Держась одной рукой за пассажирскую дверцу, я свистну, чтобы вызвать Шестого, но сзади меня ударяет какая-то сила. Земля врезается мне в лицо, и я цепляюсь за грязь, чтобы убежать. Резкий рывок тянет меня назад.
– Рен! Крик папы с трудом заглушает крик ужаса, который булькает у меня в груди, когда я тянусь за чем-нибудь, за что можно ухватиться. Схватившись за шину, я сопротивляюсь натиску ног и отталкиваюсь, наконец, замечая изуродованное лицо, ползущее ко мне.

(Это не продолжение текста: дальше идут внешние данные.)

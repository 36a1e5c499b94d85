use crate::error::{IndexError, Result};
use crate::util::alphabet::SENTINEL_CODE;

/// 根据后缀数组构建 BWT。
/// text 为编码后的文本（0 为哨兵），sa 为后缀数组位置。
pub fn build_bwt(text: &[u8], sa: &[u32]) -> Vec<u8> {
    let n = text.len();
    if n == 0 {
        return Vec::new();
    }
    sa.iter()
        .map(|&p| {
            let i = p as usize;
            if i == 0 { text[n - 1] } else { text[i - 1] }
        })
        .collect()
}

/// 一次线性扫描构建完整的 LF 映射：`lf[i]` 为 BWT 第 i 行字符在首列中的行号。
///
/// 第 k 次出现的符号 c（在 BWT 中）对应首列中第 k 个 c，
/// 因此 `lf[i] = first[c] + (bwt[0..i) 中 c 的个数)`。
pub fn lf_table(bwt: &[u8]) -> Vec<u32> {
    let mut counts = [0u32; 256];
    // 每个位置在同符号中的序号，与 counts 同时产生
    let ranks: Vec<u32> = bwt
        .iter()
        .map(|&c| {
            let r = counts[c as usize];
            counts[c as usize] += 1;
            r
        })
        .collect();

    let mut first = [0u32; 256];
    let mut acc = 0u32;
    for (slot, &cnt) in first.iter_mut().zip(counts.iter()) {
        *slot = acc;
        acc += cnt;
    }

    bwt.iter().zip(ranks).map(|(&c, r)| first[c as usize] + r).collect()
}

/// 逆 BWT：只依赖 BWT 本身（编码后的字母表，0 为哨兵）重建原文本。
///
/// 从第 0 行（以哨兵开头的后缀）出发沿 LF 走 n-1 步，
/// 依次得到 text[n-2], text[n-3], ..., text[0]，反转后补上哨兵。
pub fn inverse_bwt(bwt: &[u8]) -> Result<Vec<u8>> {
    let found = bwt.iter().filter(|&&c| c == SENTINEL_CODE).count();
    if found != 1 {
        return Err(IndexError::MalformedTransform { found });
    }
    let n = bwt.len();
    let lf = lf_table(bwt);

    let mut out = Vec::with_capacity(n);
    let mut row = 0usize;
    for steps in 0..n - 1 {
        let c = bwt[row];
        if c == SENTINEL_CODE {
            // 哨兵提前出现：LF 置换不是单个环
            return Err(IndexError::BrokenCycle { steps, len: n });
        }
        out.push(c);
        row = lf[row] as usize;
    }
    // 走完 n-1 步后应恰好停在 BWT 为哨兵的那一行（即 text[0..] 所在行）
    if bwt[row] != SENTINEL_CODE {
        return Err(IndexError::BrokenCycle { steps: n - 1, len: n });
    }
    out.reverse();
    out.push(SENTINEL_CODE);
    Ok(out)
}

/// 原始字节版本的逆 BWT：哨兵 `sentinel` 无论字节值如何都视为最小符号。
pub fn inverse_transform(bwt: &[u8], sentinel: u8) -> Result<Vec<u8>> {
    // 排序键：哨兵为 0，其余字节整体 +1
    let keys: Vec<u16> = bwt
        .iter()
        .map(|&b| if b == sentinel { 0 } else { u16::from(b) + 1 })
        .collect();
    let found = keys.iter().filter(|&&k| k == 0).count();
    if found != 1 {
        return Err(IndexError::MalformedTransform { found });
    }

    let mut counts = vec![0u32; 257];
    for &k in &keys {
        counts[k as usize] += 1;
    }
    let mut seen = vec![0u32; 257];
    let mut first = vec![0u32; 257];
    let mut acc = 0u32;
    for (slot, &cnt) in first.iter_mut().zip(counts.iter()) {
        *slot = acc;
        acc += cnt;
    }
    let lf: Vec<u32> = keys
        .iter()
        .map(|&k| {
            let r = seen[k as usize];
            seen[k as usize] += 1;
            first[k as usize] + r
        })
        .collect();

    let n = bwt.len();
    let mut out = Vec::with_capacity(n);
    let mut row = 0usize;
    for steps in 0..n - 1 {
        if keys[row] == 0 {
            return Err(IndexError::BrokenCycle { steps, len: n });
        }
        out.push(bwt[row]);
        row = lf[row] as usize;
    }
    if keys[row] != 0 {
        return Err(IndexError::BrokenCycle { steps: n - 1, len: n });
    }
    out.reverse();
    out.push(sentinel);
    Ok(out)
}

Я не могу дотянуться до лезвия у своего бедра, будучи погребенным под телом Рейта.
Оно обнажает зубы, стуча ими как они делают перед тем, как убить. Оно опускает голову, как будто собирается укусить меня, и в следующую секунду существо с сердечным рычанием подбрасывается в воздух. Руки скользят подо мной, поднимая меня с земли, и я обвиваю дрожащими руками шею Шестого, пока он несет меня, усаживая обратно в грузовик.
Разъяренные люди окружили нас, подбираясь все ближе. Глухой удар в окно позади меня напрягает мои и без того натруженные мышцы, и Шестой выбрасывает искалеченную фигуру из кузова грузовика.